Ware deze bekentenis in eenen vroegeren tijd gedaan, het volksverhaal zou zich zonder ophouden van geslacht tot geslacht hebben voortgeplant; thans, echter, deed een nader onderzoek de ware toedragt der zake kennen, en de gebeurtenis werd daardoor voor altijd van haar wonderbaarlijk kleed ontdaan.
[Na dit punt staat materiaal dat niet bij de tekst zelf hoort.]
//! Integration tests for the public form endpoints: widget fetch,
//! submission (JSON and multipart), queued side effects and CSV export.

mod common;

use assert_matches::assert_matches;
use axum::http::StatusCode;
use common::{
    access_token, body_json, body_text, drain_tasks, get, get_auth, post_json, post_json_auth,
    post_multipart,
};
use serde_json::{json, Value};
use sqlx::PgPool;
use widgetry_db::repositories::UserRepo;
use widgetry_events::{SheetTarget, Task};

fn lead_form() -> Value {
    json!({
        "name": "Leads",
        "success_msg": "Thanks!",
        "is_email_notification": true,
        "widget_fields": [
            {"id": "name", "type": "text", "label": "Name", "required": true},
            {"id": "mail", "type": "email", "label": "Email"},
            {"id": "terms", "type": "consent", "label": "Terms", "required": true}
        ],
        "email_notification": {
            "auto_responder_email": true,
            "response_subject": "We got it",
            "response_message": "Talk soon",
            "subject": "New lead",
            "message": "Someone wrote:",
            "email": ["owner@example.com"]
        }
    })
}

async fn create_widget(app: axum::Router, token: &str, body: Value) -> String {
    let response = post_json_auth(app, "/api/v1/widgets", body, token).await;
    assert_eq!(response.status(), StatusCode::CREATED);
    body_json(response).await["data"]["id"]
        .as_str()
        .unwrap()
        .to_string()
}

#[sqlx::test(migrations = "../db/migrations")]
async fn public_widget_hides_notification_settings(pool: PgPool) {
    let app = common::build_test_app(pool);
    let token = access_token(app.clone(), "owner@example.com").await;
    let id = create_widget(app.clone(), &token, lead_form()).await;

    let response = get(app, &format!("/api/v1/public/widgets/{id}")).await;

    assert_eq!(response.status(), StatusCode::OK);
    let data = body_json(response).await["data"].clone();
    assert_eq!(data["name"], "Leads");
    assert!(data.get("email_notification").is_none());
    assert!(data.get("is_email_notification").is_none());
}

#[sqlx::test(migrations = "../db/migrations")]
async fn unknown_public_widget_is_not_found(pool: PgPool) {
    let app = common::build_test_app(pool);

    let response = get(
        app,
        &format!("/api/v1/public/widgets/{}", uuid::Uuid::new_v4()),
    )
    .await;

    assert_eq!(response.status(), StatusCode::NOT_FOUND);
}

#[sqlx::test(migrations = "../db/migrations")]
async fn json_submission_is_stored_and_notifies(pool: PgPool) {
    let (app, mut tasks) = common::build_test_app_with_tasks(pool);
    let token = access_token(app.clone(), "owner@example.com").await;
    let id = create_widget(app.clone(), &token, lead_form()).await;

    let response = post_json(
        app.clone(),
        &format!("/api/v1/public/widgets/{id}/submit"),
        json!({"name": " Ada ", "mail": "ada@example.com", "terms": true}),
    )
    .await;

    assert_eq!(response.status(), StatusCode::OK);
    assert_eq!(
        body_json(response).await,
        json!({"action": "success_msg", "value": "Thanks!"})
    );

    let response = get_auth(app, &format!("/api/v1/widgets/{id}/submissions"), &token).await;
    let data = body_json(response).await["data"].clone();
    assert_eq!(data["total_submissions"], 1);
    assert_eq!(data["submissions"][0]["data"], json!({"Name": "Ada", "Email": "ada@example.com"}));

    let queued = drain_tasks(&mut tasks);
    assert_eq!(queued.len(), 2, "auto-response and owner notification");
    assert_matches!(&queued[0], Task::SendEmail(m) if m.to == vec!["ada@example.com".to_string()]);
    assert_matches!(
        &queued[1],
        Task::SendEmail(m) if m.subject == "New lead" && m.body.contains("Name: Ada")
    );
}

#[sqlx::test(migrations = "../db/migrations")]
async fn missing_required_fields_are_reported_by_label(pool: PgPool) {
    let (app, mut tasks) = common::build_test_app_with_tasks(pool);
    let token = access_token(app.clone(), "owner@example.com").await;
    let id = create_widget(app.clone(), &token, lead_form()).await;

    let response = post_json(
        app.clone(),
        &format!("/api/v1/public/widgets/{id}/submit"),
        json!({"mail": "ada@example.com", "terms": "false"}),
    )
    .await;

    assert_eq!(response.status(), StatusCode::BAD_REQUEST);
    let json = body_json(response).await;
    assert_eq!(json["code"], "VALIDATION_ERROR");
    assert_eq!(json["errors"]["Name"], "Name is required.");
    assert_eq!(json["errors"]["Terms"], "Terms is required.");
    assert!(drain_tasks(&mut tasks).is_empty());

    let response = get_auth(app, &format!("/api/v1/widgets/{id}/submissions"), &token).await;
    assert_eq!(body_json(response).await["data"]["total_submissions"], 0);
}

#[sqlx::test(migrations = "../db/migrations")]
async fn oauth_owner_gets_a_sheet_row(pool: PgPool) {
    let (app, mut tasks) = common::build_test_app_with_tasks(pool.clone());
    let login = common::register_and_login(app.clone(), "owner@example.com").await;
    let token = login["access_token"].as_str().unwrap();
    UserRepo::set_oauth(&pool, login["user"]["id"].as_i64().unwrap())
        .await
        .unwrap();
    let mut form = lead_form();
    form["email_notification"] = Value::Null;
    let id = create_widget(app.clone(), token, form).await;

    post_json(
        app,
        &format!("/api/v1/public/widgets/{id}/submit"),
        json!({"name": "Ada", "mail": "ada@example.com", "terms": "true"}),
    )
    .await;

    let queued = drain_tasks(&mut tasks);
    assert_eq!(queued.len(), 1);
    assert_matches!(
        &queued[0],
        Task::AppendToSheet { target: SheetTarget::FormWidget(_), values, header }
            if values == &vec!["Ada".to_string(), "ada@example.com".to_string()]
                && header == &vec!["name".to_string(), "email".to_string()]
    );
}

#[sqlx::test(migrations = "../db/migrations")]
async fn spam_protected_form_requires_recaptcha_token(pool: PgPool) {
    let app = common::build_test_app(pool);
    let token = access_token(app.clone(), "owner@example.com").await;
    let mut form = lead_form();
    form["spam_protection"] = json!(true);
    let id = create_widget(app.clone(), &token, form).await;
    let uri = format!("/api/v1/public/widgets/{id}/submit");

    let response = post_json(app.clone(), &uri, json!({"name": "Ada", "terms": true})).await;
    assert_eq!(response.status(), StatusCode::BAD_REQUEST);
    assert_eq!(body_json(response).await["error"], "Missing reCAPTCHA token");

    // No secret configured: every token is rejected.
    let response = post_json(
        app,
        &uri,
        json!({"name": "Ada", "terms": true, "recaptchaToken": "tok"}),
    )
    .await;
    assert_eq!(response.status(), StatusCode::BAD_REQUEST);
    assert_eq!(body_json(response).await["error"], "Invalid reCAPTCHA token");
}

#[sqlx::test(migrations = "../db/migrations")]
async fn multipart_submission_stores_uploaded_file(pool: PgPool) {
    let app = common::build_test_app(pool);
    let token = access_token(app.clone(), "owner@example.com").await;
    let id = create_widget(
        app.clone(),
        &token,
        json!({
            "name": "Applications",
            "post_submit_action": "redirect_url",
            "redirect_url": "https://example.com/thanks",
            "widget_fields": [
                {"id": "name", "type": "text", "label": "Name", "required": true},
                {"id": "cv", "type": "file", "label": "CV", "required": true}
            ]
        }),
    )
    .await;

    let response = post_multipart(
        app.clone(),
        &format!("/api/v1/public/widgets/{id}/submit"),
        &[("name", None, b"Ada"), ("cv", Some("cv.pdf"), b"%PDF-1.4")],
        None,
    )
    .await;

    assert_eq!(response.status(), StatusCode::OK);
    assert_eq!(
        body_json(response).await,
        json!({"action": "redirect_url", "value": "https://example.com/thanks"})
    );

    let response = get_auth(app, &format!("/api/v1/widgets/{id}/submissions"), &token).await;
    let record = body_json(response).await["data"]["submissions"][0]["data"].clone();
    let url = record["CV"].as_str().unwrap();
    assert!(url.starts_with("http://testserver/media/widget_files/"));
    assert!(url.ends_with(".pdf"));
}

#[sqlx::test(migrations = "../db/migrations")]
async fn submissions_download_as_csv(pool: PgPool) {
    let app = common::build_test_app(pool);
    let token = access_token(app.clone(), "owner@example.com").await;
    let mut form = lead_form();
    form["email_notification"] = Value::Null;
    let id = create_widget(app.clone(), &token, form).await;
    let download = format!("/api/v1/widgets/{id}/submissions/download");

    let response = get_auth(app.clone(), &download, &token).await;
    assert_eq!(response.status(), StatusCode::NOT_FOUND);
    assert_eq!(body_json(response).await["error"], "No data found.");

    post_json(
        app.clone(),
        &format!("/api/v1/public/widgets/{id}/submit"),
        json!({"name": "Ada", "mail": "ada@example.com", "terms": true}),
    )
    .await;

    let response = get_auth(app, &download, &token).await;
    assert_eq!(response.status(), StatusCode::OK);
    assert_eq!(response.headers().get("content-type").unwrap(), "text/csv");
    assert!(response
        .headers()
        .get("content-disposition")
        .unwrap()
        .to_str()
        .unwrap()
        .starts_with("attachment;"));
    let csv = body_text(response).await;
    assert!(csv.contains("Name"));
    assert!(csv.contains("ada@example.com"));
}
Het bleek dan nu, dat deze gewaande verschijning des Duivels zeer natuurlijk geschied was. De toenmalige Heer van het dorp was een groot liefhebber der jagt, en hield op zijne plaats een achtjarig hert tot zijn vermaak. Deze gesneden en tamme hertenbok liep zoo wel bij nacht als dag overal door het dorp rond, en was, daar hij van jong en oud gevoêrd werd, met alle huizen bekend, voor welke hij als een bedelaar bleef staan, om iets te ontvangen. Opdat hij evenwel niet zou verloren raken, was hij met een' roodleêren halsband voorzien, aan welken eene schel hing. Dit hert was zoo zeer aan de menschen gewoon, dat het alle plaatsen bezocht, waar het slechts bemerkte, dat menschen waren, zelfs de kerk, uit welke men het reeds meermalen had moeten wegbrengen, als het onder de godsdienstoefening daarin liep. In den nacht, dat de dieven inbraken, was deze bok door de deur naar den toren, die men verzuimd had te sluiten, binnengekomen, over het orgel naar het koor der zangers gegaan, en had, toen hij menschen hoorde, alle moeite gedaan om bij hen te komen, en zich dus, op de achterpooten, zoo digt aan de balie begeven, dat kop en pooten over dezelve heenstaken.
Deze onverwachte verschijning bij het schemerend maarlicht, en de doffe klank zijner voetstappen in de holle gewelven, wekten den angst der op het dorp niet bekende dieven, door hun geweten gejaagd, zoo zeer op, dat zij niets anders wisten te doen, dan op het spoedigst deze plaats te verlaten; en hunne verschrikte verbeelding prentte hun dit zoo levendig in, dat zij, ook voor het geregt, hierbij bleven volharden. En zoo verrigtte dan hier de Geest des Kwaads, voor de eerste maal, zijns ondanks, eene goede daad!